WHAT YOU HAVE TO DO
The answer should consist solely of the lines from the first one below through the line containing "use crate::instance::Instance;", copied exactly.

** Opening DATA RECORDS block **

//! Injector builder
//!
//! Collects settings, binding modules, registered types and explicit bindings.
//! Binding mistakes are recorded as they are made and reported by
//! [`InjectorBuilder::build`], so the builder can be used fluently.

use std::sync::Arc;

use indexmap::IndexMap;
use tracing::{debug, warn};

use crate::configuration::{Configuration, DelegateBinding};
use crate::error::{DiError, DiResult};
use crate::identifier::{Identifier, TypeKey};
use crate::injector::{Injector, InjectorCore};
use crate::instance::Instance;
use crate::marker::{StandardVocabulary, Vocabulary};
use crate::module::BindingModule;
use crate::provider::Converter;
use crate::settings::InjectionSettings;
use crate::type_info::{Injectable, TypeCatalog, TypeInfo};

/// Builder for [`Injector`].
///
/// # Examples
///
/// ```
/// use std::sync::Arc;
/// use hearth_di::{Identifier, Injector};
///
/// trait Greeter: Send + Sync {
/// 	fn greet(&self) -> String;
/// }
///
/// struct English;
///
/// impl Greeter for English {
/// 	fn greet(&self) -> String {
/// 		"hello".to_string()
/// 	}
/// }
///
/// let injector = Injector::builder()
/// 	.bind_instance(Identifier::named::<English>("english"), Arc::new(English))
/// 	.bind_implementor::<dyn Greeter, English>(
/// 		Identifier::of::<dyn Greeter>(),
/// 		Identifier::named::<English>("english"),
/// 		|english: Arc<English>| -> Arc<dyn Greeter> { english },
/// 	)
/// 	.build()
/// 	.unwrap();
///
/// assert_eq!(injector.request::<dyn Greeter>().unwrap().greet(), "hello");
/// ```
pub struct InjectorBuilder {
	settings: InjectionSettings,
	vocabulary: Arc<dyn Vocabulary>,
	modules: Vec<BindingModule>,
	catalog: TypeCatalog,
	delegates: IndexMap<Identifier, DelegateBinding>,
	instances: IndexMap<Identifier, Instance>,
	failure: Option<DiError>,
}

impl Default for InjectorBuilder {
	fn default() -> Self {
		Self::new()
	}
}

impl InjectorBuilder {
	pub fn new() -> Self {
		Self {
			settings: InjectionSettings::default(),
			vocabulary: Arc::new(StandardVocabulary),
			modules: Vec::new(),
			catalog: TypeCatalog::new(),
			delegates: IndexMap::new(),
			instances: IndexMap::new(),
			failure: None,
		}
	}

	/// Allow injection into non-public constructors and members.
	pub fn private_injection(mut self, enabled: bool) -> Self {
		self.settings.private_injection = enabled;
		self
	}

	/// Inject static members, once per injector.
	pub fn static_injection(mut self, enabled: bool) -> Self {
		self.settings.static_injection = enabled;
		self
	}

	/// Allow several producers to share an identifier.
	pub fn multi_bindings(mut self, enabled: bool) -> Self {
		self.settings.multi_bindings = enabled;
		self
	}

	/// Allow optional dependencies and optional requests.
	pub fn optional_bindings(mut self, enabled: bool) -> Self {
		self.settings.optional_bindings = enabled;
		self
	}

	pub fn max_resolution_depth(mut self, depth: usize) -> Self {
		self.settings.max_resolution_depth = depth;
		self
	}

	/// Replaces every setting at once, e.g. with settings loaded from TOML.
	pub fn settings(mut self, settings: InjectionSettings) -> Self {
		self.settings = settings;
		self
	}

	pub fn vocabulary(mut self, vocabulary: impl Vocabulary + 'static) -> Self {
		self.vocabulary = Arc::new(vocabulary);
		self
	}

	pub fn add_module(mut self, module: BindingModule) -> Self {
		self.modules.push(module);
		self
	}

	pub fn add_modules(mut self, modules: impl IntoIterator<Item = BindingModule>) -> Self {
		self.modules.extend(modules);
		self
	}

	/// Registers `T` for automatic binding.
	pub fn register<T: Injectable>(self) -> Self {
		self.register_type(T::type_info())
	}

	pub fn register_type(mut self, info: TypeInfo) -> Self {
		self.catalog.insert(info);
		self
	}

	/// Binds `identifier` to whatever `target` resolves to.
	pub fn bind_identifier(self, identifier: Identifier, target: Identifier) -> Self {
		if identifier.type_key() != target.type_key() {
			let error = DiError::MisconfiguredBindings(format!(
				"Cannot bind {} to {}: the types differ",
				identifier, target
			));
			return self.fail(error);
		}
		self.bind_delegate(
			identifier,
			DelegateBinding {
				target,
				convert: None,
			},
		)
	}

	/// Binds `identifier` of type `T` to an implementor identifier of type `I`.
	pub fn bind_implementor<T, I>(
		self,
		identifier: Identifier,
		implementor: Identifier,
		upcast: fn(Arc<I>) -> Arc<T>,
	) -> Self
	where
		T: ?Sized + Send + Sync + 'static,
		I: ?Sized + Send + Sync + 'static,
	{
		if let Err(error) = expect_key::<T>(&identifier).and(expect_key::<I>(&implementor)) {
			return self.fail(error);
		}
		let convert: Converter = Arc::new(move |instance: &Instance| {
			instance
				.downcast::<I>()
				.map(|implementor| Instance::new(upcast(implementor)))
		});
		self.bind_delegate(
			identifier,
			DelegateBinding {
				target: implementor,
				convert: Some(convert),
			},
		)
	}

	/// Binds `identifier` to a fixed instance.
	pub fn bind_instance<T>(mut self, identifier: Identifier, instance: Arc<T>) -> Self
	where
		T: ?Sized + Send + Sync + 'static,
	{
		if let Err(error) = expect_key::<T>(&identifier) {
			return self.fail(error);
		}
		if self.instances.contains_key(&identifier) {
			return self.fail(duplicate(&identifier));
		}
		debug!("Bound instance to {}", identifier);
		self.instances.insert(identifier, Instance::new(instance));
		self
	}

	/// Binds the unqualified identifier of `T` to a fixed instance.
	pub fn bind_type_instance<T>(self, instance: Arc<T>) -> Self
	where
		T: ?Sized + Send + Sync + 'static,
	{
		self.bind_instance(Identifier::of::<T>(), instance)
	}

	pub fn build(self) -> DiResult<Injector> {
		if let Some(failure) = self.failure {
			return Err(failure);
		}
		self.settings
			.validate()
			.map_err(|error| DiError::MisconfiguredBindings(error.to_string()))?;

		let registry = Configuration {
			settings: &self.settings,
			vocabulary: self.vocabulary.as_ref(),
			modules: &self.modules,
			delegates: &self.delegates,
			instances: &self.instances,
		}
		.configure()?;

		Ok(Injector::from_core(InjectorCore::new(
			self.settings,
			self.vocabulary,
			self.catalog,
			registry,
		)))
	}

	fn bind_delegate(mut self, identifier: Identifier, delegate: DelegateBinding) -> Self {
		if identifier == delegate.target {
			let error = DiError::MisconfiguredBindings(format!(
				"Cannot bind identifier {} to itself",
				identifier
			));
			return self.fail(error);
		}
		if self.delegates.contains_key(&identifier) {
			return self.fail(duplicate(&identifier));
		}
		debug!("Bound {} to {}", identifier, delegate.target);
		self.delegates.insert(identifier, delegate);
		self
	}

	/// Keeps the first failure; later ones are only logged.
	fn fail(mut self, error: DiError) -> Self {
		match self.failure {
			Some(_) => warn!("Ignoring further binding failure: {}", error),
			None => self.failure = Some(error),
		}
		self
	}
}

fn duplicate(identifier: &Identifier) -> DiError {
	DiError::MisconfiguredBindings(format!("Binding already exists for identifier {}", identifier))
}

fn expect_key<T: ?Sized + 'static>(identifier: &Identifier) -> DiResult<()> {
	if identifier.type_key() == TypeKey::of::<T>() {
		return Ok(());
	}
	Err(DiError::MisconfiguredBindings(format!(
		"Identifier {} does not match the bound type {}",
		identifier,
		std::any::type_name::<T>()
	)))
}

#[cfg(test)]
mod tests {
	use super::*;
	use crate::error::ErrorKind;
	use rstest::rstest;

	struct Port(u16);

	#[rstest]
	fn test_duplicate_instance_is_reported_at_build() {
		// Arrange
		let builder = InjectorBuilder::new()
			.bind_type_instance(Arc::new(Port(1)))
			.bind_type_instance(Arc::new(Port(2)));

		// Act
		let error = builder.build().unwrap_err();

		// Assert
		assert_eq!(error.kind(), ErrorKind::MisconfiguredBindings);
		assert!(error.to_string().contains("Binding already exists"));
	}

	#[rstest]
	fn test_self_binding_is_rejected() {
		// Arrange
		let id = Identifier::of::<Port>();

		// Act
		let error = InjectorBuilder::new()
			.bind_identifier(id.clone(), id)
			.build()
			.unwrap_err();

		// Assert
		assert!(error.to_string().contains("to itself"));
	}

	#[rstest]
	fn test_mismatched_instance_type_is_rejected() {
		// Act
		let error = InjectorBuilder::new()
			.bind_instance(Identifier::of::<u32>(), Arc::new(Port(1)))
			.build()
			.unwrap_err();

		// Assert
		assert!(error.to_string().contains("does not match"));
	}

	#[rstest]
	fn test_first_failure_wins() {
		// Act
		let error = InjectorBuilder::new()
			.bind_identifier(Identifier::of::<Port>(), Identifier::of::<u32>())
			.bind_instance(Identifier::of::<u32>(), Arc::new(Port(1)))
			.build()
			.unwrap_err();

		// Assert
		assert!(error.to_string().contains("the types differ"));
	}

	#[rstest]
	fn test_invalid_settings_fail_build() {
		// Act
		let result = InjectorBuilder::new().max_resolution_depth(0).build();

		// Assert
		assert_eq!(result.unwrap_err().kind(), ErrorKind::MisconfiguredBindings);
	}

	#[rstest]
	fn test_registered_types_are_retained() {
		// Arrange
		let info = TypeInfo::builder::<Port>().build();

		// Act
		let builder = InjectorBuilder::new().register_type(info);

		// Assert
		assert!(builder.catalog.get(&TypeKey::of::<Port>()).is_some());
	}
}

** Closing DATA RECORDS block **

EXERCISE RESPONSE
//! Injector builder
//!
//! Collects settings, binding modules, registered types and explicit bindings.
//! Binding mistakes are recorded as they are made and reported by
//! [`InjectorBuilder::build`], so the builder can be used fluently.

use std::sync::Arc;

use indexmap::IndexMap;
use tracing::{debug, warn};

use crate::configuration::{Configuration, DelegateBinding};
use crate::error::{DiError, DiResult};
use crate::identifier::{Identifier, TypeKey};
use crate::injector::{Injector, InjectorCore};
use crate::instance::Instance;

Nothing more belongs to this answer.